Chōraku-ji 長楽寺 | |
---|---|
Religion | |
Affiliation | Shingon |
Deity | Kannon Bosatsu |
Location | |
Location | Shimoda-shi, Shizuoka |
Country | Japan |
Architecture | |
Completed | 1555 |
Website | |
https://web.archive.org/web/20090826003221/http://www.izu.co.jp/~p-boo/chorakuji.html |
Chōraku-ji (長楽寺) is a small Shingon sect Buddhist temple in Shimoda, Shizuoka Prefecture, Japan. It is noteworthy in that it was the location of the signing of the Treaty of Shimoda in 1855, which officially established diplomatic relations between Bakumatsu Japan and the Russian Empire.
History
Chōraku-ji was founded in 1555, but much of its subsequent history is uncertain.

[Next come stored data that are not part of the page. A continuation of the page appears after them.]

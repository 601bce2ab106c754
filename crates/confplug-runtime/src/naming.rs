//! Config key encoding.
//!
//! These strings are the on-disk contract between confplug and any other tool
//! editing the same configuration file, so they must stay bit-exact:
//!
//! - activation lists live in the `"Plugin Management"` section, under the
//!   option `"<category>_plugins_to_load"` (spaces in the category become `_`)
//! - plugin options live in the section `"<category> plugin: <name>"`
//! - activation lists are plugin names joined with `";;"`

use crate::error::{PluginError, PluginResult};

/// Section holding every category's activation list.
pub const CONFIG_SECTION_NAME: &str = "Plugin Management";

/// Delimiter of serialized activation lists. Never valid inside a plugin name.
pub const PLUGIN_NAME_FORBIDDEN_STRING: &str = ";;";

/// Category used when a descriptor does not declare one.
pub const DEFAULT_CATEGORY: &str = "Default";

const ACTIVATION_LIST_SUFFIX: &str = "_plugins_to_load";

/// Option name of a category's activation list.
///
/// Case is preserved; only spaces are rewritten.
pub fn activation_list_option(category: &str) -> String {
    format!("{}{}", category.replace(' ', "_"), ACTIVATION_LIST_SUFFIX)
}

/// Section name holding a plugin's own options.
pub fn plugin_section(category: &str, name: &str) -> String {
    format!("{} plugin: {}", category, name)
}

/// Join plugin names into the single-string activation list format.
pub fn encode_plugin_list<I, S>(names: I) -> String
where
    I: IntoIterator<Item = S>,
    S: AsRef<str>,
{
    names
        .into_iter()
        .map(|n| n.as_ref().to_string())
        .collect::<Vec<_>>()
        .join(PLUGIN_NAME_FORBIDDEN_STRING)
}

/// Split a serialized activation list back into plugin names.
///
/// Surrounding whitespace is trimmed from each entry and empty entries are
/// dropped, so hand-edited values like `"a ;; b;;"` still parse.
pub fn decode_plugin_list(value: &str) -> Vec<String> {
    value
        .split(PLUGIN_NAME_FORBIDDEN_STRING)
        .map(str::trim)
        .filter(|n| !n.is_empty())
        .map(str::to_string)
        .collect()
}

/// Reject names that could not survive a round trip through an activation list.
pub fn validate_plugin_name(name: &str) -> PluginResult<()> {
    if name.trim().is_empty() {
        return Err(PluginError::InvalidPluginName(
            "Plugin name cannot be empty".to_string(),
        ));
    }

    if name.contains(PLUGIN_NAME_FORBIDDEN_STRING) {
        return Err(PluginError::InvalidPluginName(format!(
            "'{}' contains the reserved string '{}'",
            name, PLUGIN_NAME_FORBIDDEN_STRING
        )));
    }

    if name.trim() != name {
        return Err(PluginError::InvalidPluginName(format!(
            "'{}' has leading or trailing whitespace",
            name
        )));
    }

    Ok(())
}

#[cfg(test)]
mod tests {
    use super::*;

    #[test]
    fn test_activation_list_option() {
        assert_eq!(activation_list_option("Default"), "Default_plugins_to_load");
        assert_eq!(
            activation_list_option("Text Filters"),
            "Text_Filters_plugins_to_load"
        );
    }

    #[test]
    fn test_plugin_section() {
        assert_eq!(plugin_section("Default", "Echo"), "Default plugin: Echo");
        assert_eq!(
            plugin_section("Text Filters", "Upper Case"),
            "Text Filters plugin: Upper Case"
        );
    }

    #[test]
    fn test_list_round_trip() {
        let encoded = encode_plugin_list(["a", "b", "c"]);
        assert_eq!(encoded, "a;;b;;c");
        assert_eq!(decode_plugin_list(&encoded), vec!["a", "b", "c"]);
    }

    #[test]
    fn test_decode_tolerates_hand_edits() {
        assert_eq!(decode_plugin_list(" a ;; b;;"), vec!["a", "b"]);
        assert!(decode_plugin_list("").is_empty());
        assert_eq!(decode_plugin_list("single"), vec!["single"]);
    }

    #[test]
    fn test_validate_plugin_name() {
        assert!(validate_plugin_name("Echo").is_ok());
        assert!(validate_plugin_name("Upper Case").is_ok());
        assert!(validate_plugin_name("bad;;name").is_err());
        assert!(validate_plugin_name("").is_err());
        assert!(validate_plugin_name(" padded").is_err());
    }
}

The temple was commandeered by the Tokugawa shogunate for use as a conference hall during negotiations to end Japan's national isolation policy. The Russian delegation under Vice-Admiral Euphimy Vasil'evich Putiatin, was trapped in Shimoda at the end of 1854 when a tsunami caused by the Ansei Tokai earthquake destroyed their fleet. While a new ship was being constructed in nearby Heda, negotiations proceeded towards a treaty, and on February 7, 1855, the Russo-Japanese treaty of friendship was signed at Chōraku-ji by Putiatin as Russian Imperial Ambassador and Japanese representative Kawaji Toshiakira. The treaty comprised a trade agreement which opened three Japanese harbors (Hakodate, Nagasaki, and Shimoda) to Russia, one more than had been opened to the Americans. Furthermore, the treaty also partially defined the northern borders of Japan in the Kurile Islands with the Russo-Japanese border drawn between Etorofu and Uruppu.
References
- Statler, Oliver. Shimoda Story. Tuttle International (1971).
- Van Zandt, Howard F. Pioneer American Merchants in Japan. Lotus Press (1981).